La Promesa – Avance del capítulo 713: Leocadia en peligro: Lorenzo la acorrala

Leocadia en peligro: Lorenzo la acorrala

El episodio 713 de La Promesa (martes 11 de noviembre) se convierte en una auténtica bomba emocional, donde las mentiras, las estrategias y los viejos rencores se entrecruzan hasta envolver a todos los personajes en una red que amenaza con romperse en cualquier momento. En el centro de la tormenta, Leocadia Figueroa, una mujer acostumbrada a controlar las piezas del tablero, se verá acorralada por todos los flancos: por el rigor implacable de Lorenzo, por el derrumbe de su alianza con Pedro Farré, y por un destino que ya no obedece a sus reglas.

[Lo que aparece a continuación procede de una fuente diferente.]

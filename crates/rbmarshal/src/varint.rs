//! Ruby's packed signed integer encoding.
//!
//! Counts, table indices, and `i` integer bodies all use the same scheme.
//! One byte classifies the value: 0 is zero, 1-4 prefix that many positive
//! little-endian payload bytes, 0xFC-0xFF prefix `256 - b` complemented
//! negative payload bytes, and everything in between is a small integer
//! inlined into the classifier byte itself.

use crate::error::{Error, Result};

/// Decode a packed integer from the front of `data`.
///
/// Returns the value and the number of bytes consumed (1 to 5).
///
/// # Errors
///
/// Returns `Error::Incomplete` if `data` is empty or ends inside the
/// payload.
pub fn decode(data: &[u8]) -> Result<(i64, usize)> {
    let Some(&b) = data.first() else {
        return Err(Error::Incomplete);
    };
    match b {
        // Zero classifies first; the inline rule below would read it as -5.
        0 => Ok((0, 1)),
        1..=4 => {
            let n = b as usize;
            let payload = data.get(1..=n).ok_or(Error::Incomplete)?;
            let mut value: i64 = 0;
            for &x in payload.iter().rev() {
                value = (value << 8) | i64::from(x);
            }
            Ok((value, n + 1))
        }
        5..=0x7F => Ok((i64::from(b) - 5, 1)),
        0x80..=0xFB => Ok((-(i64::from(b ^ 0xFF) + 1) + 5, 1)),
        0xFC..=0xFF => {
            let n = 256 - b as usize;
            let payload = data.get(1..=n).ok_or(Error::Incomplete)?;
            let mut value: i64 = 0;
            for &x in payload.iter().rev() {
                value = (value << 8) | i64::from(0xFF - x);
            }
            Ok((-(value + 1), n + 1))
        }
    }
}

/// Decode a packed integer and report only the bytes consumed.
///
/// # Errors
///
/// Same as [`decode`].
pub fn decoded_len(data: &[u8]) -> Result<usize> {
    decode(data).map(|(_, n)| n)
}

Desde el amanecer, la atmósfera en el palacio es densa y expectante. Lorenzo ha regresado de su paseo matutino con una determinación que roza la furia. Su mente, afilada por el resentimiento y el deber, solo repite un nombre: Leocadia. Cuando la encuentra en el corredor alto, la escena se convierte en una batalla silenciosa donde cada palabra pesa como una sentencia. Él la acusa de haber permitido el encuentro entre Ángela y Curro, un gesto que para el capitán representa una traición al orden y la moral de la casa. Ella, fiel a su estilo calculador, intenta disfrazar la maniobra como una estrategia diplomática, un movimiento necesario para “preparar el terreno” hacia una paz que en realidad solo existe en su discurso.

Pero Lorenzo no se deja engañar. La desafía abiertamente, dejando claro que no tolerará más mentiras. Leocadia, lejos de ceder, se mantiene firme, usando la ironía y la frialdad como escudo. Sin embargo, tras su aparente serenidad, late una preocupación real: el capitán ya no es un adversario controlable. Su mirada lo dice todo. La guerra entre ambos acaba de empezar.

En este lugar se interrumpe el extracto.